What This Study Adds to the Field
Patients with obstructive sleep apnea have higher numbers of circulating apoptic endothelial cells, which correlate with abnormal vascular function. Treatment with CPAP reduces the number of circulating apoptic endothelial cells, which correlated with improvement in endothelium-derived vasodilation.
| In the past decade, numerous studies have provided evidence linking OSA to the development of cardiovascular and cerebrovascular diseases (13). The associated risk attributable to OSA has been found to be independent of traditional risk factors such as age, sex, and obesity. Increased sympathetic activity and recurrent hypoxia associated with apneic episodes have been advanced as possible mechanisms behind the enhanced in vitro release of free oxygen radicals from neutrophils and monocytes (4, 5), reduced levels of nitric oxide derivatives (6, 7), and increased lipid peroxidation (8) of patients with OSA. The cumulative effect of the perturbed vascular milieu is thought to lead to endothelial dysfunction (9, 10), which is recognized as an important early event in the pathogenesis of atherosclerosis.

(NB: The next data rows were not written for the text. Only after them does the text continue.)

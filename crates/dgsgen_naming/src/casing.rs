//! Casing normalization.
//!
//! Leading underscores are kept as written. Names that are already in the
//! target casing are returned unchanged, so `URLInfo` stays `URLInfo` while
//! `person_info` becomes `PersonInfo`.

use heck::{ToLowerCamelCase, ToShoutySnakeCase, ToUpperCamelCase};

fn split_leading_underscores(name: &str) -> (&str, &str) {
    let body = name.trim_start_matches('_');
    (&name[..name.len() - body.len()], body)
}

fn needs_word_split(body: &str) -> bool {
    body.contains(['_', '-', ' '])
}

/// Normalizes a type name to UpperCamelCase.
#[must_use]
pub fn upper_camel(name: &str) -> String {
    let (prefix, body) = split_leading_underscores(name);
    if body.is_empty() {
        return name.to_string();
    }
    if needs_word_split(body) {
        return format!("{prefix}{}", body.to_upper_camel_case());
    }
    format!("{prefix}{}", capitalize(body))
}

/// Normalizes a field or argument name to lowerCamelCase.
#[must_use]
pub fn lower_camel(name: &str) -> String {
    let (prefix, body) = split_leading_underscores(name);
    if body.is_empty() {
        return name.to_string();
    }
    if needs_word_split(body) {
        return format!("{prefix}{}", body.to_lower_camel_case());
    }
    format!("{prefix}{}", decapitalize(body))
}

/// Converts a name to SCREAMING_SNAKE_CASE.
#[must_use]
pub fn shouty_snake(name: &str) -> String {
    let (prefix, body) = split_leading_underscores(name);
    format!("{prefix}{}", body.to_shouty_snake_case())
}

/// Upper-cases the first character.
#[must_use]
pub fn capitalize(s: &str) -> String {
    let mut chars = s.chars();
    match chars.next() {
        Some(first) => first.to_uppercase().chain(chars).collect(),
        None => String::new(),
    }
}

/// Lower-cases the first character, or the whole leading run of capitals
/// when it is an acronym (`URLPath` → `urlPath`, `ID` → `id`).
#[must_use]
pub fn decapitalize(s: &str) -> String {
    let len = s.chars().count();
    let lower_until = match s.chars().take_while(|c| c.is_uppercase()).count() {
        0 => return s.to_string(),
        1 => 1,
        n if n == len => n,
        // Keep the capital that starts the next word.
        n => n - 1,
    };

    let mut out = String::with_capacity(s.len());
    for (i, c) in s.chars().enumerate() {
        if i < lower_until {
            out.extend(c.to_lowercase());
        } else {
            out.push(c);
        }
    }
    out
}

/// Shortens a class name by keeping the first two characters of every
/// camel-case word; underscores are kept as separators.
///
/// `ThisIsATest` becomes `ThIsATe`, `This_Is_A_Test` becomes `Th_Is_A_Te`.
#[must_use]
pub fn shorten_class_name(name: &str) -> String {
    name.split('_')
        .map(|part| {
            let mut short = String::new();
            let mut taken = 0;
            for c in part.chars() {
                if c.is_uppercase() {
                    taken = 0;
                }
                if taken < 2 {
                    short.push(c);
                    taken += 1;
                }
            }
            short
        })
        .collect::<Vec<_>>()
        .join("_")
}
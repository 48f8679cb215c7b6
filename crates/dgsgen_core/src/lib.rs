//! Core utilities for dgsgen.
//!
//! This crate provides foundational types used throughout the generator:
//! - `span`: Source location tracking
//! - `text`: String interning
//! - `diagnostics`: Parser diagnostics
//! - `error`: The terminal error taxonomy of a generation run

pub mod diagnostics;
pub mod error;
pub mod span;
pub mod text;

pub use diagnostics::{Diagnostic, DiagnosticBag, DiagnosticSeverity, Label};
pub use error::{CodegenError, Result};
pub use span::{LineIndex, Location, Span};
pub use text::{Interner, Text};
impl Lowering<'_> {
    fn name(&self, name: &syntax::Name) -> String {
        self.interner.get(name.value)
    }

    fn type_decl(&self, def: &TypeDefinition<'_>) -> Result<TypeDecl> {
        let mut decl = TypeDecl {
            name: self.name(&def.name()),
            kind: TypeKind::Scalar,
            description: None,
            implements: Vec::new(),
            fields: Vec::new(),
            members: Vec::new(),
            values: Vec::new(),
            directives: self.directives(def.directives())?,
        };

        match def {
            TypeDefinition::Object(object) => {
                decl.kind = TypeKind::Object;
                decl.description = object.description.as_ref().map(|d| d.value.clone());
                decl.implements = object.implements.iter().map(|n| self.name(n)).collect();
                decl.fields = self.fields(&object.fields)?;
            }
            TypeDefinition::Interface(interface) => {
                decl.kind = TypeKind::Interface;
                decl.description = interface.description.as_ref().map(|d| d.value.clone());
                decl.implements = interface.implements.iter().map(|n| self.name(n)).collect();
                decl.fields = self.fields(&interface.fields)?;
            }
            TypeDefinition::Union(union) => {
                decl.kind = TypeKind::Union;
                decl.description = union.description.as_ref().map(|d| d.value.clone());
                decl.members = union.members.iter().map(|n| self.name(n)).collect();
            }
            TypeDefinition::Enum(enumeration) => {
                decl.kind = TypeKind::Enum;
                decl.description = enumeration.description.as_ref().map(|d| d.value.clone());
                decl.values = enumeration
                    .values
                    .iter()
                    .map(|v| self.enum_value(v))
                    .collect::<Result<_>>()?;
            }
            TypeDefinition::Input(input) => {
                decl.kind = TypeKind::Input;
                decl.description = input.description.as_ref().map(|d| d.value.clone());
                decl.fields = input
                    .fields
                    .iter()
                    .map(|f| self.input_field(f))
                    .collect::<Result<_>>()?;
            }
            TypeDefinition::Scalar(scalar) => {
                decl.description = scalar.description.as_ref().map(|d| d.value.clone());
            }
        }

        Ok(decl)
    }

    fn schema_decl(&self, def: &SchemaDefinition<'_>) -> Result<SchemaDecl> {
        let mut schema = SchemaDecl::default();
        for operation in &def.operations {
            if schema.operations.contains_key(&operation.operation) {
                return Err(CodegenError::parse(
                    &self.source.name,
                    &self.source.text,
                    operation.span,
                    format!(
                        "root `{}` type is defined more than once",
                        operation.operation.as_str()
                    ),
                ));
            }
            schema
                .operations
                .insert(operation.operation, self.name(&operation.type_name));
        }
        Ok(schema)
    }

    fn fields(&self, fields: &[FieldDefinition<'_>]) -> Result<Vec<FieldDecl>> {
        fields
            .iter()
            .map(|field| {
                Ok(FieldDecl {
                    name: self.name(&field.name),
                    description: field.description.as_ref().map(|d| d.value.clone()),
                    ty: self.type_ref(&field.ty),
                    arguments: field
                        .arguments
                        .iter()
                        .map(|a| self.input_value(a))
                        .collect::<Result<_>>()?,
                    default_value: None,
                    directives: self.directives(&field.directives)?,
                })
            })
            .collect()
    }

    fn input_field(&self, field: &InputValueDefinition<'_>) -> Result<FieldDecl> {
        let value = self.input_value(field)?;
        Ok(FieldDecl {
            name: value.name,
            description: value.description,
            ty: value.ty,
            arguments: Vec::new(),
            default_value: value.default_value,
            directives: value.directives,
        })
    }

    fn input_value(&self, value: &InputValueDefinition<'_>) -> Result<InputValueDecl> {
        Ok(InputValueDecl {
            name: self.name(&value.name),
            description: value.description.as_ref().map(|d| d.value.clone()),
            ty: self.type_ref(&value.ty),
            default_value: value
                .default_value
                .as_ref()
                .map(|v| self.const_value(v))
                .transpose()?,
            directives: self.directives(&value.directives)?,
        })
    }

    fn enum_value(&self, value: &EnumValueDefinition<'_>) -> Result<EnumValueDecl> {
        Ok(EnumValueDecl {
            name: self.name(&value.name),
            description: value.description.as_ref().map(|d| d.value.clone()),
            directives: self.directives(&value.directives)?,
        })
    }

    fn type_ref(&self, ty: &syntax::Type) -> TypeRef<String> {
        match ty {
            syntax::Type::Named(named) => TypeRef::named(self.interner.get(named.name)),
            syntax::Type::List(item, _) => TypeRef::list(self.type_ref(item)),
            syntax::Type::NonNull(inner, _) => self.type_ref(inner).non_null(),
        }
    }

    fn directives(&self, directives: &[Directive<'_>]) -> Result<Vec<DirectiveUse>> {
        directives
            .iter()
            .map(|directive| {
                Ok(DirectiveUse {
                    name: self.name(&directive.name),
                    arguments: directive
                        .arguments
                        .iter()
                        .map(|arg| Ok((self.name(&arg.name), self.const_value(&arg.value)?)))
                        .collect::<Result<_>>()?,
                })
            })
            .collect()
    }

    fn const_value(&self, value: &Value<'_>) -> Result<ConstValue> {
        Ok(match value {
            Value::Variable(name) => {
                return Err(CodegenError::parse(
                    &self.source.name,
                    &self.source.text,
                    name.span,
                    "variables are not allowed in constant values",
                ));
            }
            Value::Int(text, _) => ConstValue::Int((*text).to_string()),
            Value::Float(text, _) => ConstValue::Float((*text).to_string()),
            Value::String(s, _) => ConstValue::String(s.clone()),
            Value::Boolean(b, _) => ConstValue::Boolean(*b),
            Value::Null(_) => ConstValue::Null,
            Value::Enum(name) => ConstValue::Enum(self.name(name)),
            Value::List(items, _) => ConstValue::List(
                items
                    .iter()
                    .map(|item| self.const_value(item))
                    .collect::<Result<_>>()?,
            ),
            Value::Object(fields, _) => ConstValue::Object(
                fields
                    .iter()
                    .map(|(name, value)| Ok((self.name(name), self.const_value(value)?)))
                    .collect::<Result<_>>()?,
            ),
        })
    }
}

Evidence accumulated in the last decade shows that many of the risk factors linked to endothelial dysfunction can be caused by endothelial apoptosis (11, 12). Apoptotic microparticles have been described in conditions of endothelial cell damage (e.g., in patients with thrombotic thrombocytopenic purpura, preeclampsia, and paroxysmal nocturnal hemoglobinuria) (13, 14). Similarly, increased detection of apoptotic cells, including macrophages, vascular smooth muscle cells, and vascular endothelial cells, has been reported in vitro and ex vivo in patients with ischemic heart disease (15, 16). Whether endothelial cells are also an apoptotic target in OSA has not been systematically investigated. To answer this question, we hypothesized that enhanced circulating endothelial cell apoptosis in patients with OSA correlates with the severity of sleep disturbance and reduced endothelial function.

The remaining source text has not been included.